This appears very plain, and would suggest no difficulty, were it not for the knowledge which we obtain from other quarters, which is to the effect, 1. that there is no historical notice of any enrolment at or near the time of our Lord's birth; and, 2. that the enrolment which actually did take place under Cyrenius was not until ten years after that event.

With regard to the extent of the enrolment, there can be little doubt that the words 'the whole world' in our common version should be rendered 'the whole land,' as it is clear Judea only is meant.

As for the difficulties just mentioned, various attempts have been made to remove them, but perhaps the most satisfactory solution is that which is sanctioned by the names of Calvin, Valesius, Wetstein, Hales, and others, who render the passage thus: 'In those days there went forth a decree from Augustus, that the whole land should be enrolled; but the enrolment itself was first made when Cyrenius was governor of Syria.' The supposition here is, that the census was commenced under Saturninus, but was not completed till two years after, under Quirinus.

In support of this view Hales reminds us that a little before the birth of Christ, Herod had marched an army into Arabia to redress certain wrongs which he had received; and this proceeding had been so misrepresented to Augustus that he wrote a very harsh letter to Herod, the substance of which was, that 'having hitherto treated him as a friend, he would now treat him as a subject.' And when Herod sent an embassy to clear himself, the emperor repeatedly refused to hear them, and so Herod was forced to submit to all the injuries offered to him.
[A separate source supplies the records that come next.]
//! Deduplication metrics for observability

use prometheus::{CounterVec, IntCounter, Opts, Registry};
use std::sync::OnceLock;

static METRICS: OnceLock<DedupMetricsInner> = OnceLock::new();

struct DedupMetricsInner {
    checks: CounterVec,
    marks: IntCounter,
    store_errors: CounterVec,
}

impl DedupMetricsInner {
    fn new() -> Self {
        Self {
            checks: CounterVec::new(
                Opts::new(
                    "message_dedup_checks_total",
                    "Total deduplication checks by outcome",
                ),
                &["result"],
            )
            .expect("valid metric definition"),
            marks: IntCounter::new(
                "message_dedup_marks_total",
                "Total messages marked as processed",
            )
            .expect("valid metric definition"),
            store_errors: CounterVec::new(
                Opts::new(
                    "message_dedup_store_errors_total",
                    "Total backing store errors absorbed by the gate",
                ),
                &["operation", "error_type"],
            )
            .expect("valid metric definition"),
        }
    }

    fn register(&self, registry: &Registry) -> Result<(), prometheus::Error> {
        registry.register(Box::new(self.checks.clone()))?;
        registry.register(Box::new(self.marks.clone()))?;
        registry.register(Box::new(self.store_errors.clone()))?;
        Ok(())
    }
}

fn get_metrics() -> &'static DedupMetricsInner {
    METRICS.get_or_init(DedupMetricsInner::new)
}

/// Dedup metrics wrapper
#[derive(Clone, Default)]
pub struct DedupMetrics;

impl DedupMetrics {
    pub fn new() -> Self {
        Self
    }

    /// Register metrics with a Prometheus registry
    pub fn register(registry: &Registry) -> Result<(), prometheus::Error> {
        get_metrics().register(registry)
    }

    pub fn record_new(&self) {
        get_metrics().checks.with_label_values(&["new"]).inc();
    }

    pub fn record_duplicate(&self) {
        get_metrics().checks.with_label_values(&["duplicate"]).inc();
    }

    pub fn record_mark(&self) {
        get_metrics().marks.inc();
    }

    pub fn record_store_error(&self, operation: &str, error_type: &str) {
        get_metrics()
            .store_errors
            .with_label_values(&[operation, error_type])
            .inc();
    }
}

#[cfg(test)]
mod tests {
    use super::*;

    #[test]
    fn test_register_exposes_families() {
        let registry = Registry::new();
        DedupMetrics::register(&registry).unwrap();

        let metrics = DedupMetrics::new();
        metrics.record_new();
        metrics.record_duplicate();
        metrics.record_mark();
        metrics.record_store_error("get", "timeout");

        let names: Vec<String> = registry
            .gather()
            .iter()
            .map(|family| family.get_name().to_string())
            .collect();

        assert!(names.contains(&"message_dedup_checks_total".to_string()));
        assert!(names.contains(&"message_dedup_marks_total".to_string()));
        assert!(names.contains(&"message_dedup_store_errors_total".to_string()));
    }

    #[test]
    fn test_double_register_fails() {
        let registry = Registry::new();
        DedupMetrics::register(&registry).unwrap();
        assert!(DedupMetrics::register(&registry).is_err());
    }

    #[test]
    fn test_store_error_labels() {
        let registry = Registry::new();
        DedupMetrics::register(&registry).unwrap();
        DedupMetrics::new().record_store_error("check_and_mark", "unavailable");

        let family = registry
            .gather()
            .into_iter()
            .find(|f| f.get_name() == "message_dedup_store_errors_total")
            .unwrap();
        let mut labels: Vec<&str> = family.get_metric()[0]
            .get_label()
            .iter()
            .map(|l| l.get_name())
            .collect();
        labels.sort_unstable();

        assert_eq!(labels, vec!["error_type", "operation"]);
    }
}
//! Redis-backed marker store

use super::{ProcessedStore, StoreResult};
use redis::AsyncCommands;
use redis_utils::{run_with_timeout, RedisPool, SharedConnectionManager};
use std::time::Duration;
use tracing::debug;

/// Keys fetched per SCAN round trip
const SCAN_COUNT: usize = 100;

#[derive(Clone)]
pub struct RedisStore {
    redis: SharedConnectionManager,
    command_timeout: Duration,
}

impl RedisStore {
    pub fn new(redis: SharedConnectionManager, command_timeout: Duration) -> Self {
        Self {
            redis,
            command_timeout,
        }
    }

    pub fn from_pool(pool: &RedisPool) -> Self {
        Self::new(pool.manager(), pool.command_timeout())
    }

    // ConnectionManager is a cheap handle; clone it out so the mutex is not
    // held across a network round trip.
    async fn connection(&self) -> redis::aio::ConnectionManager {
        self.redis.lock().await.clone()
    }
}

#[async_trait::async_trait]
impl ProcessedStore for RedisStore {
    async fn get(&self, key: &str) -> StoreResult<Option<String>> {
        let mut conn = self.connection().await;
        // Raw bytes: a marker written out-of-band need not be UTF-8
        let value: Option<Vec<u8>> = run_with_timeout(self.command_timeout, conn.get(key)).await?;
        Ok(decode_marker_value(value))
    }

    async fn set_ex(&self, key: &str, value: &str, ttl_secs: u64) -> StoreResult<()> {
        let mut conn = self.connection().await;
        run_with_timeout(
            self.command_timeout,
            conn.set_ex::<_, _, ()>(key, value, ttl_secs),
        )
        .await?;
        Ok(())
    }

    async fn set_nx_ex(&self, key: &str, value: &str, ttl_secs: u64) -> StoreResult<bool> {
        let mut conn = self.connection().await;

        // Replies "OK" when the key was written, nil when it already existed
        let reply: Option<String> = run_with_timeout(
            self.command_timeout,
            redis::cmd("SET")
                .arg(key)
                .arg(value)
                .arg("NX")
                .arg("EX")
                .arg(ttl_secs)
                .query_async(&mut conn),
        )
        .await?;

        Ok(reply.is_some())
    }

    async fn keys(&self, pattern: &str) -> StoreResult<Vec<String>> {
        let mut conn = self.connection().await;
        let mut cursor: u64 = 0;
        let mut found = Vec::new();

        loop {
            // SCAN instead of KEYS so a large keyspace does not block the server
            let (next_cursor, batch): (u64, Vec<String>) = run_with_timeout(
                self.command_timeout,
                redis::cmd("SCAN")
                    .arg(cursor)
                    .arg("MATCH")
                    .arg(pattern)
                    .arg("COUNT")
                    .arg(SCAN_COUNT)
                    .query_async(&mut conn),
            )
            .await?;

            found.extend(batch);

            cursor = next_cursor;
            if cursor == 0 {
                break;
            }
        }

        // SCAN may return a key more than once across iterations
        found.sort_unstable();
        found.dedup();

        debug!(pattern = %pattern, count = found.len(), "Scanned marker keys");
        Ok(found)
    }
}

/// Presence is what matters; undecodable bytes are replaced, never rejected.
fn decode_marker_value(raw: Option<Vec<u8>>) -> Option<String> {
    raw.map(|bytes| String::from_utf8_lossy(&bytes).into_owned())
}
//! Error types for the message deduplication library

use thiserror::Error;

/// Result type for deduplication operations
pub type DedupResult<T> = Result<T, DedupError>;

/// Errors a caller of the gate can observe.
///
/// Store failures on the hot path (`is_processed`, `mark_processed`,
/// `check_and_mark`, `get_stats`) are absorbed inside the gate and never
/// show up here; `Store` is only returned by operator-facing calls such as
/// [`crate::MessageDeduplicator::marker`].
#[derive(Error, Debug)]
pub enum DedupError {
    /// Message ID validation failed (empty or too long)
    #[error("Invalid message ID: {0}")]
    InvalidMessageId(String),

    /// Configuration value out of range or unparseable
    #[error("Configuration error: {0}")]
    Configuration(String),

    /// Backing store failed
    #[error("Store error: {0}")]
    Store(#[from] StoreError),
}

/// Failures raised by a [`crate::ProcessedStore`] implementation.
#[derive(Error, Debug)]
pub enum StoreError {
    /// Redis connection or command error
    #[error("Redis error: {0}")]
    Redis(redis::RedisError),

    /// Command did not complete before its deadline
    #[error("Store operation timed out: {0}")]
    Timeout(String),

    /// Store refused or could not serve the request
    #[error("Store unavailable: {0}")]
    Unavailable(String),
}

impl From<redis::RedisError> for StoreError {
    fn from(err: redis::RedisError) -> Self {
        if redis_utils::is_timeout(&err) {
            StoreError::Timeout(err.to_string())
        } else {
            StoreError::Redis(err)
        }
    }
}

impl StoreError {
    /// Short label used for metrics and log fields.
    pub fn kind(&self) -> &'static str {
        match self {
            StoreError::Redis(_) => "redis",
            StoreError::Timeout(_) => "timeout",
            StoreError::Unavailable(_) => "unavailable",
        }
    }
}
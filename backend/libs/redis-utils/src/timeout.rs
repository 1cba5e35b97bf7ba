//! Deadline wrapper for Redis commands.
//!
//! Every command issued through [`run_with_timeout`] resolves within the
//! configured duration; an elapsed deadline comes back as an ordinary
//! `RedisError` so callers handle it like any other store failure.

use redis::RedisError;
use std::future::Future;
use std::time::Duration;
use tokio::time::timeout;

/// Default command deadline in milliseconds.
pub const DEFAULT_COMMAND_TIMEOUT_MS: u64 = 3_000;

/// Lower bound applied to configured deadlines.
pub const MIN_COMMAND_TIMEOUT_MS: u64 = 100;

/// Run a Redis future, failing with an `IoError` if it outlives `deadline`.
pub async fn run_with_timeout<F, T>(deadline: Duration, future: F) -> Result<T, RedisError>
where
    F: Future<Output = Result<T, RedisError>>,
{
    match timeout(deadline, future).await {
        Ok(res) => res,
        Err(_) => Err(timed_out_error()),
    }
}

/// Whether an error was produced by an elapsed command deadline.
pub fn is_timeout(err: &RedisError) -> bool {
    err.kind() == redis::ErrorKind::IoError && err.to_string().contains(TIMED_OUT_DESC)
}

const TIMED_OUT_DESC: &str = "redis command timed out";

fn timed_out_error() -> RedisError {
    RedisError::from((redis::ErrorKind::IoError, TIMED_OUT_DESC))
}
Now it may be collected that the chief of these injuries was the performance of his threat of treating him as a subject, by the degradation of his kingdom to a Roman province. For soon after Josephus incidentally mentions that 'the whole nation of the Jews took an oath of fidelity to Caesar and the king jointly, except 6000 of the Pharisees, who through their hostility to the regal government, refused to take it.' The date of this transaction is determined by its having been shortly before the death of Pheroras, and coincides with the time of this decree of enrolment and of the birth of Christ. The oath which Josephus mentions would be administered at the same time, according to the usage of the Roman census, in which a return of persons, ages, and properties, was required to be made upon oath, under penalty of confiscation of goods, as we learn from Ulpian. That Cyrenius, a Roman senator and procurator, was employed to make this enrolment, we learn not only from St. Luke, but by the joint testimony of Justin Martyr, Julian the Apostate, and Eusebius; and it was made while Saturninus was president of Syria (to whom it was attributed by Tertullian) in the thirty-third year of Herod's reign, corresponding to the date of Christ's birth. Cyrenius, who is described by Tacitus as 'an active soldier and rigid commissioner' was well qualified for an employment so odious to Herod and his subjects; and probably came to execute the decree with an armed force. The enrolment of the inhabitants, 'each in his own city,' was in conformity with the wary policy of the Roman jurisprudence, to prevent insurrections and to expedite the business; and if this precaution was judged prudent even in Italy, much more must it have appeared necessary in turbulent provinces like Judea and Galilee.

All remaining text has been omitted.